If a line in the records below contains "DetectionSensor", copy that line.

▶ Data
- Opening Delimiter -

//! Simulated perception sensors. One [`detection::DetectionSensor`] instance
//! exists per configured sensor; each owns its delay queues and RNG stream.

mod detection;

pub use detection::{
    DetectedObject, DetectedObjects, DetectionSensor, DetectionSensorConfig, ObjectClassification,
    ObjectId, PoseWithCovariance, SensorError, SensorOutput, TrackedObject, TrackedObjects,
    TwistWithCovariance,
};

- Closing Delimiter -

▶ Answer space
//! Simulated perception sensors. One [`detection::DetectionSensor`] instance
    DetectedObject, DetectedObjects, DetectionSensor, DetectionSensorConfig, ObjectClassification,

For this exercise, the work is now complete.